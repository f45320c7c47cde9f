use std::io;
use std::path::PathBuf;

use super::FieldError;

fn io_error() -> FieldError {
	io::Error::new(io::ErrorKind::PermissionDenied, "denied").into()
}

fn json_error() -> FieldError {
	serde_json::from_str::<serde_json::Value>("{").map_err(FieldError::from).expect_err("truncated json")
}

#[test]
fn loader_and_literal_failures_are_validation() {
	let failures = [
		FieldError::UnsupportedExtension { path: PathBuf::from("a.csv") },
		FieldError::PathNotFound { path: PathBuf::from("/a.npy") },
		FieldError::NotAFile { path: PathBuf::from("/a.npy") },
		FieldError::KeyNotFound {
			key: "b".to_owned(),
			path: PathBuf::from("/a.npz"),
		},
		FieldError::EmptyArchive { path: PathBuf::from("/a.npz") },
		FieldError::Malformed {
			path: PathBuf::from("/a.npy"),
			reason: "truncated".to_owned(),
		},
		FieldError::UnsupportedDescr { descr: "<U1".to_owned() },
		FieldError::UnsupportedElementType { name: "float128" },
		FieldError::UnknownElementType { name: "matrix".to_owned() },
		FieldError::NoSubfields { type_name: "float32" },
		FieldError::InvalidDescriptor { reason: "missing path".to_owned() },
		FieldError::Jagged { depth: 1 },
		FieldError::NotNumeric { got: "string" },
		FieldError::InvalidLiteral {
			value: "\"absc\"".to_owned(),
			to: "float32",
		},
		FieldError::Overflow {
			value: "256".to_owned(),
			to: "uint8",
		},
		FieldError::Shape { shape: vec![2, 2], len: 3 },
		FieldError::NotScalar {
			type_name: "int32",
			got: "list".to_owned(),
		},
		FieldError::MissingField { field: "K".to_owned() },
		FieldError::NotAnObject { got: "array" },
	];

	for err in failures {
		assert!(err.is_validation(), "expected validation failure: {err}");
	}
}

#[test]
fn io_and_json_failures_are_not_validation() {
	assert!(!io_error().is_validation());
	assert!(!json_error().is_validation());
}

#[test]
fn field_wrapper_defers_to_source() {
	let wrapped = FieldError::Jagged { depth: 2 }.in_field("K");
	assert!(wrapped.is_validation());
	assert_eq!(wrapped.to_string(), "K: setting an array element with a sequence: inhomogeneous shape at depth 2");

	let wrapped = io_error().in_field("K").in_field("outer");
	assert!(!wrapped.is_validation());
	assert_eq!(wrapped.to_string(), "outer: K: io: denied");
}
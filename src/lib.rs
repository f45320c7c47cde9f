//! Validated numpy array fields for serde models.

/// Array and scalar field validation, npy/npz loading, and runtime models.
pub mod field;
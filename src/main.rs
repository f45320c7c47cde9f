#![allow(missing_docs)]

use clap::{Parser, Subcommand};

mod cmd;
mod tracing_config;

#[derive(Parser)]
#[command(name = "ndfield", about = "Validated numpy array field tools")]
struct Cli {
	#[command(subcommand)]
	command: Commands,
}

#[derive(Subcommand)]
enum Commands {
	/// List arrays stored in an .npy or .npz file.
	Info(cmd::info::Args),
	/// Load one array, optionally cast to an element type.
	Load(cmd::load::Args),
	/// Build an array from a JSON literal.
	Cast(cmd::cast::Args),
	/// Validate a JSON document against a model declaration.
	Validate(cmd::validate::Args),
	/// Print the JSON schema of a model declaration.
	Schema(cmd::schema::Args),
}

fn main() {
	tracing_config::init_tracing();

	if let Err(err) = run() {
		eprintln!("error: {err}");
		std::process::exit(1);
	}
}

fn run() -> ndfield::field::Result<()> {
	let cli = Cli::parse();

	match cli.command {
		Commands::Info(args) => cmd::info::run(args),
		Commands::Load(args) => cmd::load::run(args),
		Commands::Cast(args) => cmd::cast::run(args),
		Commands::Validate(args) => cmd::validate::run(args),
		Commands::Schema(args) => cmd::schema::run(args),
	}
}
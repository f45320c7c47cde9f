use half::f16;
use num_complex::Complex;
use serde_json::json;

use crate::field::{ElementType, FieldError, Scalar};

#[test]
fn cast_truncates_floats_to_integers() {
	assert_eq!(Scalar::Float64(1.9).cast(ElementType::Int32).expect("casts"), Scalar::Int32(1));
	assert_eq!(Scalar::Float64(-1.9).cast(ElementType::Int32).expect("casts"), Scalar::Int32(-1));
	assert_eq!(Scalar::Float32(7.5).cast(ElementType::UInt8).expect("casts"), Scalar::UInt8(7));
}

#[test]
fn cast_wraps_integers_like_astype() {
	assert_eq!(Scalar::Int64(300).cast(ElementType::Int8).expect("casts"), Scalar::Int8(44));
	assert_eq!(Scalar::Int64(-1).cast(ElementType::UInt16).expect("casts"), Scalar::UInt16(u16::MAX));
	assert_eq!(Scalar::UInt64(u64::MAX).cast(ElementType::Int64).expect("casts"), Scalar::Int64(-1));
}

#[test]
fn cast_matches_native_construction() {
	let value = 16_777_217_i64;
	assert_eq!(Scalar::Int64(value).cast(ElementType::Float32).expect("casts"), Scalar::Float32(value as f32));
	assert_eq!(Scalar::Float64(0.1).cast(ElementType::Float16).expect("casts"), Scalar::Float16(f16::from_f64(0.1)));
	assert_eq!(Scalar::Float64(0.1).cast(ElementType::Float32).expect("casts"), Scalar::Float32(0.1_f32));
}

#[test]
fn cast_to_bool_and_complex() {
	assert_eq!(Scalar::Float64(0.0).cast(ElementType::Bool).expect("casts"), Scalar::Bool(false));
	assert_eq!(Scalar::Int8(-3).cast(ElementType::Bool).expect("casts"), Scalar::Bool(true));
	assert_eq!(Scalar::Bool(true).cast(ElementType::Float64).expect("casts"), Scalar::Float64(1.0));
	assert_eq!(Scalar::Int32(2).cast(ElementType::Complex64).expect("casts"), Scalar::Complex64(Complex::new(2.0, 0.0)));
	assert_eq!(
		Scalar::Complex128(Complex::new(1.5, -2.0)).cast(ElementType::Float32).expect("casts"),
		Scalar::Float32(1.5)
	);
}

#[test]
fn cast_to_unavailable_type_fails() {
	let err = Scalar::Float64(1.0).cast(ElementType::Complex256).expect_err("complex256 unavailable");
	assert!(matches!(err, FieldError::UnsupportedElementType { name: "complex256" }));
}

#[test]
fn literal_natural_types() {
	assert_eq!(Scalar::from_literal(&json!(true), false).expect("bool"), Scalar::Bool(true));
	assert_eq!(Scalar::from_literal(&json!(-4), false).expect("int"), Scalar::Int64(-4));
	assert_eq!(Scalar::from_literal(&json!(u64::MAX), false).expect("uint"), Scalar::UInt64(u64::MAX));
	assert_eq!(Scalar::from_literal(&json!(2.5), false).expect("float"), Scalar::Float64(2.5));
	assert_eq!(
		Scalar::from_literal(&json!({"re": 1.0, "im": 2.0}), false).expect("complex"),
		Scalar::Complex128(Complex::new(1.0, 2.0))
	);
}

#[test]
fn literal_rejects_strings_unless_parsing() {
	let err = Scalar::from_literal(&json!("absc"), false).expect_err("strings rejected");
	assert!(matches!(err, FieldError::NotNumeric { got: "string" }));
	assert_eq!(Scalar::from_literal(&json!("12"), true).expect("numeric string"), Scalar::Int64(12));
	assert_eq!(Scalar::from_literal(&json!(" 1.5 "), true).expect("numeric string"), Scalar::Float64(1.5));
	assert!(Scalar::from_literal(&json!(null), true).is_err());
}

#[test]
fn coerce_builds_requested_type() {
	assert_eq!(Scalar::coerce(&json!(1), ElementType::Float32).expect("coerces"), Scalar::Float32(1.0));
	assert_eq!(Scalar::coerce(&json!(1.0), ElementType::Float32).expect("coerces"), Scalar::Float32(1.0));
	assert_eq!(Scalar::coerce(&json!(1.0), ElementType::Int32).expect("coerces"), Scalar::Int32(1));
	assert_eq!(Scalar::coerce(&json!(1.9), ElementType::Int32).expect("coerces"), Scalar::Int32(1));
	assert_eq!(Scalar::coerce(&json!("3"), ElementType::UInt8).expect("coerces"), Scalar::UInt8(3));
	assert_eq!(Scalar::coerce(&json!(u64::MAX), ElementType::UInt64).expect("coerces"), Scalar::UInt64(u64::MAX));
}

#[test]
fn coerce_rejects_out_of_range_integers() {
	let err = Scalar::coerce(&json!(300), ElementType::Int8).expect_err("overflow");
	assert!(matches!(err, FieldError::Overflow { to: "int8", .. }));

	let err = Scalar::coerce(&json!(-1), ElementType::UInt32).expect_err("overflow");
	assert!(matches!(err, FieldError::Overflow { to: "uint32", .. }));

	let err = Scalar::coerce(&json!(1e20), ElementType::Int64).expect_err("overflow");
	assert!(matches!(err, FieldError::Overflow { to: "int64", .. }));
}

#[test]
fn coerce_rejects_lossy_kinds() {
	let err = Scalar::coerce(&json!({"re": 1.0, "im": 1.0}), ElementType::Float64).expect_err("complex to real");
	assert!(matches!(err, FieldError::InvalidLiteral { to: "float64", .. }));

	let err = Scalar::coerce(&json!("yes"), ElementType::Bool).expect_err("string to bool");
	assert!(matches!(err, FieldError::InvalidLiteral { to: "bool", .. }));

	let err = Scalar::coerce(&json!([1]), ElementType::Int32).expect_err("sequence is not a leaf");
	assert!(matches!(err, FieldError::NotNumeric { got: "array" }));
}

#[test]
fn json_rendering() {
	assert_eq!(Scalar::Float32(1.5).to_json(), json!(1.5));
	assert_eq!(Scalar::UInt8(7).to_json(), json!(7));
	assert_eq!(Scalar::Float64(f64::NAN).to_json(), json!(null));
	assert_eq!(Scalar::Complex64(Complex::new(1.0, -1.0)).to_json(), json!({"re": 1.0, "im": -1.0}));
}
——
• **REQUIRED WORK**
Scan the records above for the string "Jagged", and copy every line where it turns up.

• **RESPONSE TO THE EXERCISE**
		FieldError::Jagged { depth: 1 },
	let wrapped = FieldError::Jagged { depth: 2 }.in_field("K");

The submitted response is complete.